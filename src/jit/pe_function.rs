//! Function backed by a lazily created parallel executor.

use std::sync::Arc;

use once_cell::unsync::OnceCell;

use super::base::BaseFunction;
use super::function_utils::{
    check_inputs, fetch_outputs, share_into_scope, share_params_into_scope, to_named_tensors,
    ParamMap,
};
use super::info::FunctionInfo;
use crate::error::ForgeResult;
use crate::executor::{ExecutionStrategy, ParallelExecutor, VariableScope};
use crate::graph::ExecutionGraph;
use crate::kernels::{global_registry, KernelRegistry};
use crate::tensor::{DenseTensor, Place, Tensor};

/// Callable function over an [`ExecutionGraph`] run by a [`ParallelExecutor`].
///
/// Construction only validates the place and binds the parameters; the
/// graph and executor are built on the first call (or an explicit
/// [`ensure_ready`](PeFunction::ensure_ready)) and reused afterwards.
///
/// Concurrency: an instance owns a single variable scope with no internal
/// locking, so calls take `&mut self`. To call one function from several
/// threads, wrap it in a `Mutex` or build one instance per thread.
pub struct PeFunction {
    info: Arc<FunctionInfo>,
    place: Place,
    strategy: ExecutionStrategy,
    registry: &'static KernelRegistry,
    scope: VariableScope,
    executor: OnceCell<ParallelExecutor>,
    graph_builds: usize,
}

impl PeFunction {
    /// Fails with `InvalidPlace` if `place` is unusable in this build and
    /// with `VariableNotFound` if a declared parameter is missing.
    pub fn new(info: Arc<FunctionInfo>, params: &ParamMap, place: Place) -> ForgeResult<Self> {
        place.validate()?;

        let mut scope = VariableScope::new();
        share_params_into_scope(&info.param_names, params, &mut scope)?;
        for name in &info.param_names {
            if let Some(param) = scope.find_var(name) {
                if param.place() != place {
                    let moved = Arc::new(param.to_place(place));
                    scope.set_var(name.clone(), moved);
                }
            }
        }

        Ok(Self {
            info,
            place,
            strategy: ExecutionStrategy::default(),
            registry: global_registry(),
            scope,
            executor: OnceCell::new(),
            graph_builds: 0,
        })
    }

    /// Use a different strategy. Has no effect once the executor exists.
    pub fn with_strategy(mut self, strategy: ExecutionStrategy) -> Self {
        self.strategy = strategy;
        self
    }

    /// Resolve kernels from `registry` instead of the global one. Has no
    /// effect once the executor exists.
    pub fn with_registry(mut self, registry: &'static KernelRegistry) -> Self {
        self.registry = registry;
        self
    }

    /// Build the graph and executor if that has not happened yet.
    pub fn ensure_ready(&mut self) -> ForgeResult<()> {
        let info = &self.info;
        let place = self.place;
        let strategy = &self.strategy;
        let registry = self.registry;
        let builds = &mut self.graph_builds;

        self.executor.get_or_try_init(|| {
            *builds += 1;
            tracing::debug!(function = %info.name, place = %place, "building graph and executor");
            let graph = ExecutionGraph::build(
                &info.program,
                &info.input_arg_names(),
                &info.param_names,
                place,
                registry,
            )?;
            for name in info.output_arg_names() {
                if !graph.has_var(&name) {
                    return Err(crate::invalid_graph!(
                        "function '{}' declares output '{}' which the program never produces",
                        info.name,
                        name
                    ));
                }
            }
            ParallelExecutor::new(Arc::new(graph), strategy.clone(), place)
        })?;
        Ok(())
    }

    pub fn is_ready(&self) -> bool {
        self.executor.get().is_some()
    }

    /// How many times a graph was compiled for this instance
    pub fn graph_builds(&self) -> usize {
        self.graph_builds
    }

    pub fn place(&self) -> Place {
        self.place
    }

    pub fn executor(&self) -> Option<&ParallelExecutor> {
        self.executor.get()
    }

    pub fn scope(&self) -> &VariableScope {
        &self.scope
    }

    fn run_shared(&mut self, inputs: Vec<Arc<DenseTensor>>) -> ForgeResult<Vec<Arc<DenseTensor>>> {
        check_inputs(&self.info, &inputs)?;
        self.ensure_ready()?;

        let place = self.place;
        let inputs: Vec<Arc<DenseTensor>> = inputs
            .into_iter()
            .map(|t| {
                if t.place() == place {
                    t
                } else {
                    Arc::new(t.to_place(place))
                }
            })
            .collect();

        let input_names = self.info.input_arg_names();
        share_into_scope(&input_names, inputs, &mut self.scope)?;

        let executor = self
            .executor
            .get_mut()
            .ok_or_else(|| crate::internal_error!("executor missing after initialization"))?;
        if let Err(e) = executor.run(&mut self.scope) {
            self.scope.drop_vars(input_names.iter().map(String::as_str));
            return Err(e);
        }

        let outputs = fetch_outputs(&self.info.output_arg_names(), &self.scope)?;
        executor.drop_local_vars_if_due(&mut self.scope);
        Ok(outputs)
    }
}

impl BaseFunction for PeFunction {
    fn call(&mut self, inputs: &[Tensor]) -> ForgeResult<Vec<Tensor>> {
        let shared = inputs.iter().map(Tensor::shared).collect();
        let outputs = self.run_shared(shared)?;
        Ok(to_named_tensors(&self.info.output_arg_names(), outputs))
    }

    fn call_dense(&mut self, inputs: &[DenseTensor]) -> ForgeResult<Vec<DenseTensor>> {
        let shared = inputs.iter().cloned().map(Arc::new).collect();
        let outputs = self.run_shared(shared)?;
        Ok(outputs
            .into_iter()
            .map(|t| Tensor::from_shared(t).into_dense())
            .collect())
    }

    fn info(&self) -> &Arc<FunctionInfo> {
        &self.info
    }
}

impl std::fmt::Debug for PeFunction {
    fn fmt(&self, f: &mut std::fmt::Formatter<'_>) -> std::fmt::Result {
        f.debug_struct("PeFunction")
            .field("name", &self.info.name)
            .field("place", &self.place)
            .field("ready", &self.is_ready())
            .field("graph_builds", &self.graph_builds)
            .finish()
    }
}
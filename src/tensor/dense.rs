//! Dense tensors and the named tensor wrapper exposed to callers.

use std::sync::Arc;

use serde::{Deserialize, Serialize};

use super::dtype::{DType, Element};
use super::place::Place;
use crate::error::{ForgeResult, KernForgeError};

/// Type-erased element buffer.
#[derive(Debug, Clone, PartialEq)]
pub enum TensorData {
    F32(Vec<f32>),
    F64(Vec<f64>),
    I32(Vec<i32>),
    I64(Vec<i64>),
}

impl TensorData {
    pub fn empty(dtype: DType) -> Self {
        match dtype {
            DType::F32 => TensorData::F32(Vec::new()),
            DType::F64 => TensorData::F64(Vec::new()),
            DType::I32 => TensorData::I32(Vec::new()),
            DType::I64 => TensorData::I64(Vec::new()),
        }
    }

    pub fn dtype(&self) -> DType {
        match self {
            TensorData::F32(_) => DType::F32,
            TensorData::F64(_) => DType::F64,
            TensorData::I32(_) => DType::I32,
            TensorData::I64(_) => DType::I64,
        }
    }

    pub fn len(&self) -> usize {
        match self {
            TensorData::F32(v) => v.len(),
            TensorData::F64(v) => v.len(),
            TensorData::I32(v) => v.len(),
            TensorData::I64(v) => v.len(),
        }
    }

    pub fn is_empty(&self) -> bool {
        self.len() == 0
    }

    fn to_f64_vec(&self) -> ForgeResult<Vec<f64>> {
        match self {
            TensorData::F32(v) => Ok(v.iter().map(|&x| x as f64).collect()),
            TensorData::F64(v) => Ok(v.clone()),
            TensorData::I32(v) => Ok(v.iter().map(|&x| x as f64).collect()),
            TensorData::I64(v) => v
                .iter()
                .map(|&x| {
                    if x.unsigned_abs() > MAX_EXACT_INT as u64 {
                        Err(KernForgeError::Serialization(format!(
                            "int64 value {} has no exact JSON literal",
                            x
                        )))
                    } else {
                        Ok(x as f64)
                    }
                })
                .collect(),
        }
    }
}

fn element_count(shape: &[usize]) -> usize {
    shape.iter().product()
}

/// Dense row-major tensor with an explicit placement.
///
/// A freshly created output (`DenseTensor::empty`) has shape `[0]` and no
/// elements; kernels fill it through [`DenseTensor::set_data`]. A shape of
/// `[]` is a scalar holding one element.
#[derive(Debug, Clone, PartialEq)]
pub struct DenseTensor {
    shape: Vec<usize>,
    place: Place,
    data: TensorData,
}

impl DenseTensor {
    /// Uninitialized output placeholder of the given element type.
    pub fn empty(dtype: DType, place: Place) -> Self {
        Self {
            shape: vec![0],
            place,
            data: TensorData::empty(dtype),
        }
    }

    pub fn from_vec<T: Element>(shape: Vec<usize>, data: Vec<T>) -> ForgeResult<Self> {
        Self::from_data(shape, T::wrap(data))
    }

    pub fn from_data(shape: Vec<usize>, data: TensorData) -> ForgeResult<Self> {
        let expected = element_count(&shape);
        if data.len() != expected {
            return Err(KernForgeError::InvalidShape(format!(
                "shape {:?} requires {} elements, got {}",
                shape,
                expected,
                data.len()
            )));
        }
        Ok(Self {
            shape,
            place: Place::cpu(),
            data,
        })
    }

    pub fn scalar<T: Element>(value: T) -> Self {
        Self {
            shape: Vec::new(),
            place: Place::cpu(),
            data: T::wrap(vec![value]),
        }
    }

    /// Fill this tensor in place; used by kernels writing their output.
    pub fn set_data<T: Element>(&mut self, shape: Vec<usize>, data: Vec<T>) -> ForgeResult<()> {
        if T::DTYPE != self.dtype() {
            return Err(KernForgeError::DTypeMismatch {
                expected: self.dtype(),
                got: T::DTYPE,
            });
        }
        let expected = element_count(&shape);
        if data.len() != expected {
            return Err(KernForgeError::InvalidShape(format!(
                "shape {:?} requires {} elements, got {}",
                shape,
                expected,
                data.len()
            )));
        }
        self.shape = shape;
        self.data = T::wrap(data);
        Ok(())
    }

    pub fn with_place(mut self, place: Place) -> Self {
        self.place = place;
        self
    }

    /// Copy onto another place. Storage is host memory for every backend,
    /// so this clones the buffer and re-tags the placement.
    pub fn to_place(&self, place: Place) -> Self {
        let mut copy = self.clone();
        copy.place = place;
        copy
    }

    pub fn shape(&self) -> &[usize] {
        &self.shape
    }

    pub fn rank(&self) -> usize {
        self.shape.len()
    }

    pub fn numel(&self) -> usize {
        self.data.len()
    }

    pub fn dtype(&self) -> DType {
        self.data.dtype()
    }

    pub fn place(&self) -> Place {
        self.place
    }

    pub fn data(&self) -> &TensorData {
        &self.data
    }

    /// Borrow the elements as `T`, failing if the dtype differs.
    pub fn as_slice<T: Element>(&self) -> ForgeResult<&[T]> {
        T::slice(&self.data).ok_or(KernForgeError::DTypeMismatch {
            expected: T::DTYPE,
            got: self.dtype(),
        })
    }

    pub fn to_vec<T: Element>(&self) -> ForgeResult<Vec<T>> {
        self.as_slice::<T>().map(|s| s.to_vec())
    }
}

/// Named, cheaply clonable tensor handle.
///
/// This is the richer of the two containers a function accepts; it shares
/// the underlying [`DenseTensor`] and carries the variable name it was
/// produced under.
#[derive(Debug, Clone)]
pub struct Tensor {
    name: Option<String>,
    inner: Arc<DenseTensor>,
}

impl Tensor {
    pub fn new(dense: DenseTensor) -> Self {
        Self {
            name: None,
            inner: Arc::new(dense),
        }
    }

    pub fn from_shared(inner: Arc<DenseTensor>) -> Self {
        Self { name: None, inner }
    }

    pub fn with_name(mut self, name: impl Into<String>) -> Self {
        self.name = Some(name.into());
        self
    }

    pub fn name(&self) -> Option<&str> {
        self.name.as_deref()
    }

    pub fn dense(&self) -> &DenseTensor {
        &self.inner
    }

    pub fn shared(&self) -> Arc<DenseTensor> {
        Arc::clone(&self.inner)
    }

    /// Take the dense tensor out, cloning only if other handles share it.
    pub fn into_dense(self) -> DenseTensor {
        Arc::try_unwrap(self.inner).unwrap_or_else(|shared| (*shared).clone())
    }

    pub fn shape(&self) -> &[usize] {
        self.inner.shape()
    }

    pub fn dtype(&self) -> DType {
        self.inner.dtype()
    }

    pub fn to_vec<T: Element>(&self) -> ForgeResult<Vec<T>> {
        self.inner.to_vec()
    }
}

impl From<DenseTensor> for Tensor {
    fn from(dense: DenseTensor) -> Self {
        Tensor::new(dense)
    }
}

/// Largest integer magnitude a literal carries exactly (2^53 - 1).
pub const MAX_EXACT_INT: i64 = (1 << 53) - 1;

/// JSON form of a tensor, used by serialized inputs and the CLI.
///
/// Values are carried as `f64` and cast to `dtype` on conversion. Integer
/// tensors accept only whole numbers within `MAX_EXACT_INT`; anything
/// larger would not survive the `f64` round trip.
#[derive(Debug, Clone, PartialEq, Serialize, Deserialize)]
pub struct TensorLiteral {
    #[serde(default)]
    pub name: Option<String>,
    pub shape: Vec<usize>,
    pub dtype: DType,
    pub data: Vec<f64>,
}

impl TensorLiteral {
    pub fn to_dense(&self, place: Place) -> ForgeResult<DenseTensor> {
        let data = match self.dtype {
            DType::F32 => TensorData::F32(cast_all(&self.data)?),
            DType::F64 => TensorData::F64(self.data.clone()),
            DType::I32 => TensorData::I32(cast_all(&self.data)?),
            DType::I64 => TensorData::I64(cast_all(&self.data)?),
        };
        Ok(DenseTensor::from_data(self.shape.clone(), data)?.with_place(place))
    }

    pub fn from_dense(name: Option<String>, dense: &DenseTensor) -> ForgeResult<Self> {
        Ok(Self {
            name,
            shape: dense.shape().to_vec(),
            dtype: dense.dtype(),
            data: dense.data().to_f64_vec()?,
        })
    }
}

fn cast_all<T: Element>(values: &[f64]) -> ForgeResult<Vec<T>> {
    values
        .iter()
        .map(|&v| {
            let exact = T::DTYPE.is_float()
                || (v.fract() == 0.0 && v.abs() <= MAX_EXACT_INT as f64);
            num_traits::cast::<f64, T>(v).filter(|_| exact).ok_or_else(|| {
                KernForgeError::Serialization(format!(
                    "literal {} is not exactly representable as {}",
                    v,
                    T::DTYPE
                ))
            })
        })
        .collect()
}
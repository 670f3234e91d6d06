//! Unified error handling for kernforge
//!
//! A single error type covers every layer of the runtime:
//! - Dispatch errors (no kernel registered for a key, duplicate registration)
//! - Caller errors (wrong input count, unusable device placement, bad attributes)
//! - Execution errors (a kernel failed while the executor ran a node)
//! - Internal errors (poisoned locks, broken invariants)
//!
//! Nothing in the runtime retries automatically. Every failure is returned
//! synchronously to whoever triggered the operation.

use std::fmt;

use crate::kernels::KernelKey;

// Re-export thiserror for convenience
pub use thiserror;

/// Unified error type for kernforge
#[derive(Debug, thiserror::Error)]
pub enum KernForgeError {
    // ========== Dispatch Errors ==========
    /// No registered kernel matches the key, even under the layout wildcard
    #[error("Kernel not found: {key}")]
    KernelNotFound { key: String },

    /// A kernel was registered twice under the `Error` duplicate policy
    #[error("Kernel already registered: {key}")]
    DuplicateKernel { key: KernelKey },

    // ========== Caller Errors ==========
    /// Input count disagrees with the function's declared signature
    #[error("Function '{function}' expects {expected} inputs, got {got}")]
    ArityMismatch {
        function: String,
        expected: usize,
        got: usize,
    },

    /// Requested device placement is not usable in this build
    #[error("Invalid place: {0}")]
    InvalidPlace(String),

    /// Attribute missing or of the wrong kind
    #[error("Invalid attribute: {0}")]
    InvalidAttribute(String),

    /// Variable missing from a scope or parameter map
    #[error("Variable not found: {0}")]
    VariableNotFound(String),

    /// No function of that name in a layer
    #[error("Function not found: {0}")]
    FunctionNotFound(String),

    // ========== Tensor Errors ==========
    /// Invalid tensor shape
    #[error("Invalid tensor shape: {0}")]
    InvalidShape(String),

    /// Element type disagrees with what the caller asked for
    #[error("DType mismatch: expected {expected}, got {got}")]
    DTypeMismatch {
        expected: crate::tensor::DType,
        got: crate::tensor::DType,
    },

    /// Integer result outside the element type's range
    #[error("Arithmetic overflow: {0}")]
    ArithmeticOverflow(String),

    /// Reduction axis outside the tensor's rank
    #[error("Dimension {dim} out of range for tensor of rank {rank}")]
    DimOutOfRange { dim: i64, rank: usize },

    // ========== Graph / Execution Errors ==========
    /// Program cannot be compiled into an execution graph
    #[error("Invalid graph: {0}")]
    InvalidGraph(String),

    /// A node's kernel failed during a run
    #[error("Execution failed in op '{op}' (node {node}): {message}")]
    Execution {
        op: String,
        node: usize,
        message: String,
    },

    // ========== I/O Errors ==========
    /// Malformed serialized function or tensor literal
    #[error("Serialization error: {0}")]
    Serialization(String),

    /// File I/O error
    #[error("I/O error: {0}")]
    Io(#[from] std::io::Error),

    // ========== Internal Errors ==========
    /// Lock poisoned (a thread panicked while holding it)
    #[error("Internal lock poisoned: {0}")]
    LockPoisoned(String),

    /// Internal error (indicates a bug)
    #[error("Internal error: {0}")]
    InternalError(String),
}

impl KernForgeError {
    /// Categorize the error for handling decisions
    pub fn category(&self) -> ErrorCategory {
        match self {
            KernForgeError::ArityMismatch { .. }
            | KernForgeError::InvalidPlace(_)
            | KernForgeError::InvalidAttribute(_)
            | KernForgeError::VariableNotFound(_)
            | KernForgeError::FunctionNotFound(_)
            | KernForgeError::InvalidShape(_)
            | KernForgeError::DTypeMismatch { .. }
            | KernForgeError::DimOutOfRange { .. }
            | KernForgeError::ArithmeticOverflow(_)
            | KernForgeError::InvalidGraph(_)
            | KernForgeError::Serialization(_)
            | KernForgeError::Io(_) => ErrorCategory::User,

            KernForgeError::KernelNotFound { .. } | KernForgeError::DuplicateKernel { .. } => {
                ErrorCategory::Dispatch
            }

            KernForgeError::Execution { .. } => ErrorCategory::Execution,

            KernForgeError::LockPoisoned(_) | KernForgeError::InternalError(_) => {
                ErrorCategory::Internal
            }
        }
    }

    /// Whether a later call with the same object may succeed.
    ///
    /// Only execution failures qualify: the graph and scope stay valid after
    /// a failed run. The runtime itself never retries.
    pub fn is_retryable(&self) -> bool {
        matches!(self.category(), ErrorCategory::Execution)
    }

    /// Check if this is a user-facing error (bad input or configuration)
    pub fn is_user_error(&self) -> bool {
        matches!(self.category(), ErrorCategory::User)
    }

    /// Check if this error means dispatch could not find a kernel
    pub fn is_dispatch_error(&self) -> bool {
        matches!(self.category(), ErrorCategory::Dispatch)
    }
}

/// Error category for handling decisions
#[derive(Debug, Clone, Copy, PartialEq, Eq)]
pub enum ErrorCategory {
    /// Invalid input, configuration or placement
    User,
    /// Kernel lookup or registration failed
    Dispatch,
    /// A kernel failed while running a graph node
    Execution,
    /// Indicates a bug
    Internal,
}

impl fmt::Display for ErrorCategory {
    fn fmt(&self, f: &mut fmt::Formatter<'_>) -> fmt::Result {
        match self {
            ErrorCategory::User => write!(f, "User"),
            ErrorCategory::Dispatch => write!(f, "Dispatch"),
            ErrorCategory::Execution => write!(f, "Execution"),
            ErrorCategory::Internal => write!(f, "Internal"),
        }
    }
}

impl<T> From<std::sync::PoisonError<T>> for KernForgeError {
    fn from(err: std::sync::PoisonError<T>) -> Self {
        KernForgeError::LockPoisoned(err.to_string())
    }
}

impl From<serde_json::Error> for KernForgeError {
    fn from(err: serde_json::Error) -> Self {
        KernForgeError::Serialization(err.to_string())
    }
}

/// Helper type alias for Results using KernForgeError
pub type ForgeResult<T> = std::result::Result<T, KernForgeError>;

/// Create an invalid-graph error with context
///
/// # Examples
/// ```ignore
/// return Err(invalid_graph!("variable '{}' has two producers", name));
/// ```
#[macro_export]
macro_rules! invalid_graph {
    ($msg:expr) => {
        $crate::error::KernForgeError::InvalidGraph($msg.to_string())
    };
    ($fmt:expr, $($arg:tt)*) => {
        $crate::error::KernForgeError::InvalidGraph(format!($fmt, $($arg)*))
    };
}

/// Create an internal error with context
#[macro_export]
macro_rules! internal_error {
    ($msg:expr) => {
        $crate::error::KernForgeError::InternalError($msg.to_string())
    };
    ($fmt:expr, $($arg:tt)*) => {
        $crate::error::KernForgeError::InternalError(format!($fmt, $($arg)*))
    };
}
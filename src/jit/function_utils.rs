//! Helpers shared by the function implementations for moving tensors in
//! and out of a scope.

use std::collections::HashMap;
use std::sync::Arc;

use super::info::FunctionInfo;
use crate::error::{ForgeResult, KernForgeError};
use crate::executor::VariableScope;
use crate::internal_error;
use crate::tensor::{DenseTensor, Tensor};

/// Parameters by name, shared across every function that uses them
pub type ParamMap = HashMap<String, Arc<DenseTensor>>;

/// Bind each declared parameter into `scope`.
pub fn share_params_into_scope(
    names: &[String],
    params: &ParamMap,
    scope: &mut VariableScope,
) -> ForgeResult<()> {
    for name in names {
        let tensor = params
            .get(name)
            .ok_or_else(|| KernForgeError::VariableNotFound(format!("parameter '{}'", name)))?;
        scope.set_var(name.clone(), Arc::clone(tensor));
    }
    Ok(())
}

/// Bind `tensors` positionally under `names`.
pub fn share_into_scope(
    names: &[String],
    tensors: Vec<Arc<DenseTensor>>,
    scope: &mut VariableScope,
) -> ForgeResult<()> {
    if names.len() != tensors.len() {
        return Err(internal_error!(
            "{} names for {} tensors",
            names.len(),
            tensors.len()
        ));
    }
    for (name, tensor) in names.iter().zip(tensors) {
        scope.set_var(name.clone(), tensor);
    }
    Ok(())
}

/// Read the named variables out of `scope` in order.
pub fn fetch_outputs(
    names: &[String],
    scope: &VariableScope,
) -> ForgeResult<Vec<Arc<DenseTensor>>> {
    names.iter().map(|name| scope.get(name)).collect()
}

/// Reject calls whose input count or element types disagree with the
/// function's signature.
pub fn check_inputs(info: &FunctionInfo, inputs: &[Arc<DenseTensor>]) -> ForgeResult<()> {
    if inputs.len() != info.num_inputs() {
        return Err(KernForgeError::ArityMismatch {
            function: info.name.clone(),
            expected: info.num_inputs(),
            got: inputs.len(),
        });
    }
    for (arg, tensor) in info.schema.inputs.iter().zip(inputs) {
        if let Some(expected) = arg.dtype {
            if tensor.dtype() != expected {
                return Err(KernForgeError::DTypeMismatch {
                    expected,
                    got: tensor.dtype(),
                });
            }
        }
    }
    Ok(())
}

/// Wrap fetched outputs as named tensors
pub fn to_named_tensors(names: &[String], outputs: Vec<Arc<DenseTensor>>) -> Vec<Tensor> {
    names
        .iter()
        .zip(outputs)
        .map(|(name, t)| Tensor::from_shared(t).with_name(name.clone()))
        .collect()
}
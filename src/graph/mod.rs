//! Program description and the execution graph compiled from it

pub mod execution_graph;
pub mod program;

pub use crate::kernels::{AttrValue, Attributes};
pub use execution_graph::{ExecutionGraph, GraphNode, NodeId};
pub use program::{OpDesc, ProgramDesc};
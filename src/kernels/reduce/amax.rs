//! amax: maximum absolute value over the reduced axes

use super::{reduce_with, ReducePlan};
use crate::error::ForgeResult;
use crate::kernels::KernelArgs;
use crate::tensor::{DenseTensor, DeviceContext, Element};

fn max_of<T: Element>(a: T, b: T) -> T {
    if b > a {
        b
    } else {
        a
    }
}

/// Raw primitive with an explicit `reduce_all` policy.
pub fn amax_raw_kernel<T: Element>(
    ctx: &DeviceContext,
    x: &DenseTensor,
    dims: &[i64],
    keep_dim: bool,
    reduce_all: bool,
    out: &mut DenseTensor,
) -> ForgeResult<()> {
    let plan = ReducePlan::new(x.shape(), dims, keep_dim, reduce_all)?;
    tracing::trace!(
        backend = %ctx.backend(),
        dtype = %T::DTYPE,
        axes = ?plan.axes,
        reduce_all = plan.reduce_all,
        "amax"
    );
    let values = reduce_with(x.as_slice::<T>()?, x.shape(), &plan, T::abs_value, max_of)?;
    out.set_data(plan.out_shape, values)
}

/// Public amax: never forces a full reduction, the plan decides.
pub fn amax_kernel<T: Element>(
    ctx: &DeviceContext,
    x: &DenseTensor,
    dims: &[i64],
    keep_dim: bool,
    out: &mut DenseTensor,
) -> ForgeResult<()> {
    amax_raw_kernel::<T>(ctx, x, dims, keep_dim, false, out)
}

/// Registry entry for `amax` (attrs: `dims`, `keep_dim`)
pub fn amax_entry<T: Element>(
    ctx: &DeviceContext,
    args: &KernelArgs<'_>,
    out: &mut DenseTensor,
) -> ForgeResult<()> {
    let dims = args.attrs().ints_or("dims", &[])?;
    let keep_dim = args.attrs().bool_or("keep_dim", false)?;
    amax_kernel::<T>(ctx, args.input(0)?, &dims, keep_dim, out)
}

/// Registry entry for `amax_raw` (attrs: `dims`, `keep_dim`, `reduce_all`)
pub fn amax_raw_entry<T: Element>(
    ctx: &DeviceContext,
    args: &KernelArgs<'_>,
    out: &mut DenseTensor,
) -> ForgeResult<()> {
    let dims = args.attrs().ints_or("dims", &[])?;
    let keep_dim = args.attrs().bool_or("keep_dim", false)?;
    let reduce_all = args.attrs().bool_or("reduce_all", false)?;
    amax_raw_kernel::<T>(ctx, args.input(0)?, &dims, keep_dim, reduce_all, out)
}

DIRECTIONS FOR THIS TASK: From the line that has "scope.set_var(name.clone(), tensor);" through the line that has "if tensor.dtype() != expected", copy every line exactly as it appears above, and leave out all others.

WRITTEN RESPONSE:
        scope.set_var(name.clone(), tensor);
    }
    Ok(())
}

/// Read the named variables out of `scope` in order.
pub fn fetch_outputs(
    names: &[String],
    scope: &VariableScope,
) -> ForgeResult<Vec<Arc<DenseTensor>>> {
    names.iter().map(|name| scope.get(name)).collect()
}

/// Reject calls whose input count or element types disagree with the
/// function's signature.
pub fn check_inputs(info: &FunctionInfo, inputs: &[Arc<DenseTensor>]) -> ForgeResult<()> {
    if inputs.len() != info.num_inputs() {
        return Err(KernForgeError::ArityMismatch {
            function: info.name.clone(),
            expected: info.num_inputs(),
            got: inputs.len(),
        });
    }
    for (arg, tensor) in info.schema.inputs.iter().zip(inputs) {
        if let Some(expected) = arg.dtype {
            if tensor.dtype() != expected {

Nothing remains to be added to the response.